Cincuenta años

Francisco Escandón Guevara

Medio siglo es insuficiente para curar las heridas de Chile.

Desde la victoria electoral presidencial de Salvador Allende, en 1970, las élites chilenas y el imperialismo norteamericano promovieron el boicot y el sabotaje para impedir la nacionalización de los sectores estratégicos, la reforma agraria, la estatización de la banca, etc., impulsadas por el Gobierno electo.

Lejos de desestabilizarlo, el poder electoral de Allende y sus aliados se incrementó. El siguiente paso fue el golpe: la democracia liberal suprimida, miles de torturados, desaparecidos y asesinados, todas las libertades proscritas y la sociedad oprimida por la violencia militar y policial.
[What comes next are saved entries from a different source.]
use oxiri::{Iri, IriParseError};
use std::fmt;

/// An owned RDF [IRI](https://www.w3.org/TR/rdf11-concepts/#dfn-iri).
///
/// The default string formatter is returning an N-Triples, Turtle, and SPARQL compatible representation:
/// ```
/// use raptrdf::NamedNode;
///
/// assert_eq!(
///     "<http://example.com/foo>",
///     NamedNode::new("http://example.com/foo")?.to_string()
/// );
/// # Result::<_,raptrdf::IriParseError>::Ok(())
/// ```
#[derive(Eq, PartialEq, Ord, PartialOrd, Debug, Clone, Hash)]
pub struct NamedNode {
    iri: String,
}

impl NamedNode {
    /// Builds and validate an RDF [IRI](https://www.w3.org/TR/rdf11-concepts/#dfn-iri).
    pub fn new(iri: impl Into<String>) -> Result<Self, IriParseError> {
        Ok(Self::new_unchecked(Iri::parse(iri.into())?.into_inner()))
    }

    /// Builds an RDF [IRI](https://www.w3.org/TR/rdf11-concepts/#dfn-iri) from a string.
    ///
    /// It is the caller's responsibility to ensure that `iri` is a valid IRI.
    ///
    /// [`NamedNode::new()`] is a safe version of this constructor and should be used for untrusted data.
    #[inline]
    pub fn new_unchecked(iri: impl Into<String>) -> Self {
        Self { iri: iri.into() }
    }

    #[inline]
    pub fn as_str(&self) -> &str {
        self.iri.as_str()
    }

    #[inline]
    pub fn into_string(self) -> String {
        self.iri
    }

    #[inline]
    pub fn as_ref(&self) -> NamedNodeRef<'_> {
        NamedNodeRef::new_unchecked(&self.iri)
    }
}

impl fmt::Display for NamedNode {
    #[inline]
    fn fmt(&self, f: &mut fmt::Formatter<'_>) -> fmt::Result {
        self.as_ref().fmt(f)
    }
}

impl PartialEq<str> for NamedNode {
    #[inline]
    fn eq(&self, other: &str) -> bool {
        self.as_str() == other
    }
}

impl PartialEq<NamedNode> for str {
    #[inline]
    fn eq(&self, other: &NamedNode) -> bool {
        self == other.as_str()
    }
}

/// A borrowed RDF [IRI](https://www.w3.org/TR/rdf11-concepts/#dfn-iri).
///
/// The default string formatter is returning an N-Triples, Turtle, and SPARQL compatible representation:
/// ```
/// use raptrdf::NamedNodeRef;
///
/// assert_eq!(
///     "<http://example.com/foo>",
///     NamedNodeRef::new("http://example.com/foo")?.to_string()
/// );
/// # Result::<_,raptrdf::IriParseError>::Ok(())
/// ```
#[derive(Eq, PartialEq, Ord, PartialOrd, Debug, Clone, Copy, Hash)]
pub struct NamedNodeRef<'a> {
    iri: &'a str,
}

impl<'a> NamedNodeRef<'a> {
    /// Builds and validate an RDF [IRI](https://www.w3.org/TR/rdf11-concepts/#dfn-iri).
    pub fn new(iri: &'a str) -> Result<Self, IriParseError> {
        Ok(Self::new_unchecked(Iri::parse(iri)?.into_inner()))
    }

    /// Builds an RDF [IRI](https://www.w3.org/TR/rdf11-concepts/#dfn-iri) from a string.
    ///
    /// It is the caller's responsibility to ensure that `iri` is a valid IRI.
    ///
    /// [`NamedNodeRef::new()`] is a safe version of this constructor and should be used for untrusted data.
    #[inline]
    pub const fn new_unchecked(iri: &'a str) -> Self {
        Self { iri }
    }

    #[inline]
    pub const fn as_str(self) -> &'a str {
        self.iri
    }

    #[inline]
    pub fn into_owned(self) -> NamedNode {
        NamedNode::new_unchecked(self.iri)
    }
}

impl fmt::Display for NamedNodeRef<'_> {
    #[inline]
    fn fmt(&self, f: &mut fmt::Formatter<'_>) -> fmt::Result {
        write!(f, "<{}>", self.as_str())
    }
}

impl From<NamedNodeRef<'_>> for NamedNode {
    #[inline]
    fn from(node: NamedNodeRef<'_>) -> Self {
        node.into_owned()
    }
}

impl<'a> From<&'a NamedNode> for NamedNodeRef<'a> {
    #[inline]
    fn from(node: &'a NamedNode) -> Self {
        node.as_ref()
    }
}

impl PartialEq<NamedNode> for NamedNodeRef<'_> {
    #[inline]
    fn eq(&self, other: &NamedNode) -> bool {
        self.as_str() == other.as_str()
    }
}

impl PartialEq<NamedNodeRef<'_>> for NamedNode {
    #[inline]
    fn eq(&self, other: &NamedNodeRef<'_>) -> bool {
        self.as_str() == other.as_str()
    }
}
Quienes pretenden justificar esa bestialidad, so pretexto de librar a Latinoamérica del fantasma del socialismo que en Chile habría inaugurado su ascenso por la vía electoral, lo hacen, sinrazón, en nombre de la impunidad y en exaltación al fascismo.
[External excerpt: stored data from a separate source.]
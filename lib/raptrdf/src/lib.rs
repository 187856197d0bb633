//! Raptrdf provides datastructures encoding [RDF 1.1 concepts](https://www.w3.org/TR/rdf11-concepts/).
//!
//! This crate is intended to be a basic building block of the other crates of this
//! repository, like the [`raptnt`](https://docs.rs/raptnt) N-Triples and N-Quads streaming parser.
//!
//! Usage example:
//! ```
//! use raptrdf::{Literal, NamedNode, Triple};
//!
//! let triple = Triple::new(
//!     NamedNode::new("http://example.com/s")?,
//!     NamedNode::new("http://example.com/p")?,
//!     Literal::new_language_tagged_literal("foo", "en")?,
//! );
//! assert_eq!(
//!     "<http://example.com/s> <http://example.com/p> \"foo\"@en",
//!     triple.to_string()
//! );
//! # Result::<_, Box<dyn std::error::Error>>::Ok(())
//! ```

mod blank_node;
mod literal;
mod named_node;
mod triple;
pub mod vocab;

pub use crate::blank_node::{BlankNode, BlankNodeIdParseError};
pub use crate::literal::{Literal, print_quoted_str};
pub use crate::named_node::{NamedNode, NamedNodeRef};
pub use crate::triple::{GraphName, NamedOrBlankNode, Quad, Term, Triple};
pub use oxilangtag::LanguageTagParseError;
pub use oxiri::IriParseError;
La utopía de Allende de rebasar el capitalismo hacia una nueva sociedad fue aniquilada por los dueños del poder. Queda claro que ganar el Gobierno es diferente a dirigir el Estado o controlar las Fuerzas Armadas y la Policía; las élites defenderán sus intereses para resguardar el despotismo de acaparar monopólicamente las riquezas producidas por millones de trabajadores. Hace falta más que votos para cambiar cualquier país.
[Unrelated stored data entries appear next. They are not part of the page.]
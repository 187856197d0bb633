use rand::random;
use std::fmt;

/// An owned RDF [blank node](https://www.w3.org/TR/rdf11-concepts/#dfn-blank-node).
///
/// The common way to create a new blank node is to use the [`BlankNode::default()`] function,
/// building a node with a fresh identifier that is not going to collide with any other node
/// of the same process.
///
/// It is also possible to create a blank node from a blank node identifier using the
/// [`BlankNode::new()`] function. The identifier must match `[A-Za-z0-9_:.-]+` and must
/// not start with a dot.
///
/// The default string formatter is returning an N-Triples, Turtle, and SPARQL compatible representation:
/// ```
/// use raptrdf::BlankNode;
///
/// assert_eq!("_:a122", BlankNode::new("a122")?.to_string());
/// # Result::<_,raptrdf::BlankNodeIdParseError>::Ok(())
/// ```
#[derive(Eq, PartialEq, Ord, PartialOrd, Debug, Clone, Hash)]
pub struct BlankNode {
    id: String,
}

impl BlankNode {
    /// Creates a blank node from a unique identifier.
    ///
    /// In most cases, it is much more convenient to create a blank node using
    /// [`BlankNode::default()`] that builds a random ID.
    pub fn new(id: impl Into<String>) -> Result<Self, BlankNodeIdParseError> {
        let id = id.into();
        validate_blank_node_identifier(&id)?;
        Ok(Self::new_unchecked(id))
    }

    /// Creates a blank node from a unique identifier without validation.
    ///
    /// It is the caller's responsibility to ensure that `id` is a valid blank node identifier.
    ///
    /// [`BlankNode::new()`] is a safe version of this constructor and should be used for untrusted data.
    #[inline]
    pub fn new_unchecked(id: impl Into<String>) -> Self {
        Self { id: id.into() }
    }

    /// Returns the underlying ID of this blank node.
    #[inline]
    pub fn as_str(&self) -> &str {
        &self.id
    }

    /// Returns the underlying ID of this blank node.
    #[inline]
    pub fn into_string(self) -> String {
        self.id
    }
}

impl fmt::Display for BlankNode {
    #[inline]
    fn fmt(&self, f: &mut fmt::Formatter<'_>) -> fmt::Result {
        write!(f, "_:{}", self.id)
    }
}

impl Default for BlankNode {
    /// Builds a new RDF [blank node](https://www.w3.org/TR/rdf11-concepts/#dfn-blank-node) with a unique id.
    #[inline]
    fn default() -> Self {
        // The ID may not start with a digit to be also valid with RDF/XML
        loop {
            let id = format!("{:x}", random::<u128>());
            if matches!(id.as_bytes().first(), Some(b'a'..=b'f')) {
                return Self { id };
            }
        }
    }
}

fn validate_blank_node_identifier(id: &str) -> Result<(), BlankNodeIdParseError> {
    if id.is_empty() || id.starts_with('.') {
        return Err(BlankNodeIdParseError {
            id: id.to_owned(),
        });
    }
    for c in id.chars() {
        if !matches!(c, 'A'..='Z' | 'a'..='z' | '0'..='9' | '_' | ':' | '.' | '-') {
            return Err(BlankNodeIdParseError {
                id: id.to_owned(),
            });
        }
    }
    Ok(())
}

/// An error raised during [`BlankNode`] IDs validation.
#[derive(Debug, thiserror::Error)]
#[error("The blank node identifier {id:?} is invalid")]
pub struct BlankNodeIdParseError {
    id: String,
}

#[cfg(test)]
mod tests {
    use super::*;

    #[test]
    fn new_validation() {
        BlankNode::new("a").unwrap();
        BlankNode::new("a.b-c_d:e0").unwrap();
        BlankNode::new("0123").unwrap();
        BlankNode::new("").unwrap_err();
        BlankNode::new(".abc").unwrap_err();
        BlankNode::new("a b").unwrap_err();
        BlankNode::new("a\u{e9}").unwrap_err();
    }

    #[test]
    fn default_is_unique() {
        assert_ne!(BlankNode::default(), BlankNode::default());
    }

    #[test]
    fn default_is_valid() {
        let bnode = BlankNode::default();
        BlankNode::new(bnode.as_str()).unwrap();
    }
}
La herencia de la dictadura está vigente, no concluyó con el referéndum de 1988: el neoliberalismo impuesto por la autoridad de las armas está de pie, la Constitución pinochetista se conserva más allá de los intentos por reemplazarla y la impunidad sigue rampante. Los gobiernos que sucedieron al período del golpe (la concertación, los demócratas cristianos y hasta los ‘neo socialistas’) poco hicieron para sanar las fracturas de una sociedad traumatizada por el despiadado absolutismo.

El luto continúa, en Chile no habrá paz, ni futuro, mientras esté ausente la justicia.